## Exercise
Restate only the tail of the data below, starting at the line that contains "pub fn weeks_remaining(week_index: usize, week_count: usize)" and including the last line, word for word.

## Supplied data

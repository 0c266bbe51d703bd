//! Calendar mapping: lays a plan's (week, day) grid onto real dates.
//!
//! Dates count backward from race day: the training start anchors week 1,
//! day 1 so that day 7 of the final week lands exactly on the race date.
//! Everything here is a pure function of the plan and the race date.

use crate::{Plan, ScheduledDay, WeekSummary, Workout};
use chrono::{Days, NaiveDate};

/// Days in a plan week
pub const DAYS_PER_WEEK: usize = 7;

/// First day of training: race date minus 6 days, minus `week_count - 1`
/// whole weeks.
pub fn training_start_date(race_date: NaiveDate, week_count: usize) -> NaiveDate {
    let prior_weeks = week_count.saturating_sub(1) as u64;
    race_date - Days::new(6 + DAYS_PER_WEEK as u64 * prior_weeks)
}

/// The seven dates of one plan week, in day order
pub fn week_dates(training_start: NaiveDate, week_index: usize) -> Vec<NaiveDate> {
    let week_start = training_start + Days::new((DAYS_PER_WEEK * week_index) as u64);
    (0..DAYS_PER_WEEK as u64)
        .map(|day| week_start + Days::new(day))
        .collect()
}

/// Total distance across a week's workouts.
///
/// The sum is unit-agnostic; `Catalog::validate` enforces uniform units
/// within a week at load time.
pub fn week_volume(week: &[Workout]) -> f64 {
    week.iter().map(|workout| workout.distance).sum()
}

/// Weeks left after the given week; 0 on the race week
pub fn weeks_remaining(week_index: usize, week_count: usize) -> usize {
    week_count.saturating_sub(1).saturating_sub(week_index)
}

/// Lay the whole plan onto the calendar, in plan order.
///
/// The result pairs each week's workouts positionally with its dates and is
/// the sole artifact consumed by rendering and export.
pub fn build_schedule(plan: &Plan, race_date: NaiveDate) -> Vec<WeekSummary> {
    let week_count = plan.weeks.len();
    let training_start = training_start_date(race_date, week_count);

    tracing::debug!(
        "Scheduling '{}': {} weeks starting {}",
        plan.id,
        week_count,
        training_start
    );

    plan.weeks
        .iter()
        .enumerate()
        .map(|(week_index, week)| {
            let days = week
                .iter()
                .zip(week_dates(training_start, week_index))
                .map(|(workout, date)| ScheduledDay {
                    date,
                    workout: workout.clone(),
                })
                .collect();

            WeekSummary {
                week_number: week_index + 1,
                weeks_remaining: weeks_remaining(week_index, week_count),
                total_volume: week_volume(week),
                days,
            }
        })
        .collect()
}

## Answer space
pub fn weeks_remaining(week_index: usize, week_count: usize) -> usize {
    week_count.saturating_sub(1).saturating_sub(week_index)
}

/// Lay the whole plan onto the calendar, in plan order.
///
/// The result pairs each week's workouts positionally with its dates and is
/// the sole artifact consumed by rendering and export.
pub fn build_schedule(plan: &Plan, race_date: NaiveDate) -> Vec<WeekSummary> {
    let week_count = plan.weeks.len();
    let training_start = training_start_date(race_date, week_count);

    tracing::debug!(
        "Scheduling '{}': {} weeks starting {}",
        plan.id,
        week_count,
        training_start
    );

    plan.weeks
        .iter()
        .enumerate()
        .map(|(week_index, week)| {
            let days = week
                .iter()
                .zip(week_dates(training_start, week_index))
                .map(|(workout, date)| ScheduledDay {
                    date,
                    workout: workout.clone(),
                })
                .collect();

            WeekSummary {
                week_number: week_index + 1,
                weeks_remaining: weeks_remaining(week_index, week_count),
                total_volume: week_volume(week),
                days,
            }
        })
        .collect()
}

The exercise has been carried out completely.